This is the third week check-in on my work with L5 this summer. This week implemented a bunch of the design with focus on bandwidth constraints!
Recap
If you missed the last post:
Based on the schedule outline
Analyze survey responses and set up meetings to see what other changes could be made.
Start with quick wins on documentation updates from week 1 issues.

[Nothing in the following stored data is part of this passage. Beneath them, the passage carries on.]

//! Configuration file loading for the CLI
//!
//! This module handles finding and loading TOML configuration files
//! from various locations (explicit path, local directory, system directory).

use std::{
    fs,
    path::{Path, PathBuf},
};

use directories::ProjectDirs;
use log::{debug, info};
use thiserror::Error;

use cmap::config::AppConfig;

/// Configuration-related errors for CLI
#[derive(Debug, Error)]
pub enum ConfigError {
    #[error("Failed to parse TOML configuration: {0}")]
    Parse(String),

    #[error("Missing configuration file: {0}")]
    MissingFile(PathBuf),

    #[error("Failed to read configuration file {path}: {source}")]
    Read {
        path: PathBuf,
        #[source]
        source: std::io::Error,
    },

    #[error("Validation error: {0}")]
    Validation(String),
}

/// Find and load configuration from various locations
///
/// Search order:
/// 1. Explicit path if provided
/// 2. Local project directory (cmap/config.toml)
/// 3. Platform-specific config directory
/// 4. Default config if none found
///
/// # Errors
///
/// Returns error if:
/// - Explicit path is provided but file doesn't exist
/// - Config file exists but cannot be parsed
/// - A configured color or limit is invalid
pub fn load_config(explicit_path: Option<impl AsRef<Path>>) -> Result<AppConfig, ConfigError> {
    if let Some(path) = explicit_path {
        let path = path.as_ref();
        info!(path = path.display().to_string(); "Loading configuration from explicit path");
        return load_config_file(path);
    }

    let local_config = Path::new("cmap/config.toml");
    if local_config.exists() {
        info!(path = local_config.display().to_string(); "Loading configuration from local path");
        return load_config_file(local_config);
    }

    if let Some(proj_dirs) = ProjectDirs::from("com", "cmap", "cmap") {
        let system_config = proj_dirs.config_dir().join("config.toml");

        if system_config.exists() {
            info!(
                path = system_config.display().to_string();
                "Loading configuration from system path"
            );
            return load_config_file(system_config);
        }

        debug!(path = system_config.display().to_string(); "System configuration file not found");
    } else {
        debug!("Could not determine platform-specific config directory");
    }

    debug!("No configuration file found, using default configuration");
    Ok(AppConfig::default())
}

/// Load and validate configuration from a TOML file
fn load_config_file(path: impl AsRef<Path>) -> Result<AppConfig, ConfigError> {
    let path = path.as_ref();

    if !path.exists() {
        return Err(ConfigError::MissingFile(path.to_path_buf()));
    }

    let content = fs::read_to_string(path).map_err(|source| ConfigError::Read {
        path: path.to_path_buf(),
        source,
    })?;

    let config: AppConfig =
        toml::from_str(&content).map_err(|e| ConfigError::Parse(e.to_string()))?;
    config.validate().map_err(ConfigError::Validation)?;

    Ok(config)
}

#[cfg(test)]
mod tests {
    use std::io::Write;

    use tempfile::NamedTempFile;

    use super::*;

    fn config_file(content: &str) -> NamedTempFile {
        let mut file = NamedTempFile::new().expect("Failed to create temp file");
        file.write_all(content.as_bytes())
            .expect("Failed to write temp file");
        file
    }

    #[test]
    fn test_explicit_config_is_loaded() {
        let file = config_file(
            r#"
            [style]
            marker_radius = 10.0
            connected_color = "green"

            [interaction]
            max_settle_updates = 500
            "#,
        );

        let config = load_config(Some(file.path())).unwrap();
        assert_eq!(config.style().marker_radius(), 10.0);
        assert_eq!(config.interaction().max_settle_updates(), 500);
    }

    #[test]
    fn test_missing_explicit_config_fails() {
        let err = load_config(Some("does/not/exist.toml")).unwrap_err();
        assert!(matches!(err, ConfigError::MissingFile(_)));
    }

    #[test]
    fn test_invalid_color_fails_validation() {
        let file = config_file(
            r#"
            [style]
            unconnected_color = "not-a-color"
            "#,
        );

        let err = load_config(Some(file.path())).unwrap_err();
        assert!(matches!(err, ConfigError::Validation(_)));
    }

    #[test]
    fn test_malformed_toml_fails_parse() {
        let file = config_file("[style\nmarker_radius = ");
        let err = load_config(Some(file.path())).unwrap_err();
        assert!(matches!(err, ConfigError::Parse(_)));
    }
}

This will likely focus most on “getting started” changes.
Get early community feedback on changes so far.
TLDR;
Small permacomputing meetup to work on self-hosting; transitioning away from Google for surveying
Installed some alternative browsers to test low-bandwidth
Huge navigation overhaul and updates on the live website!
University of Washington has a UX summer program where graduate students work on a UX project for the summer and L5 will be one of them!
On Self-Hosting
I've been on the self-hosting bandwagon this summer and during this last week we had a low-key permacomputing hacking session.
I set up Coolify on a Raspberry Pi and will have an Obsidian, Calibre, and my own Bluesky PDS soon! Coolify is a self-hosted PaaS that allows quick installation of different Docker images1.
I went through the Raspberry Pi setup guide which was pretty straightforward, although they did not mention any specific firewall settings. They did mention using ufw-docker which......is fine.
We will likely be using Yakforms going forward and I will probably add this to my self-hosted installation!
Alternative Browsers
There are a couple of alternative browsers that we are testing on to ensure that L5 is accessible on a variety of devices.
Browsers with GUI
The first I tested was Dillo:
Fortunately they have a homebrew package, but I didn't know this and tried to build from source which was much more difficult. It also requires using fltk!
brew install fltk@1.3
brew install dilloNext up was NetSurf, which I actually had a lot of difficulty installing and wasn't successful.
Their installation documentation is goofy. They say it works for MacOS, but nowhere is there instructions on the compile page on how to actually compile from source2.
Browsers without GUI
There are a few of these CLI browsers that Lee suggested I test:
Links
w3m
Offpunk (which uses gemini:// protocol instead of https://)
I only was able to install Links (fortunately with a homebrew install).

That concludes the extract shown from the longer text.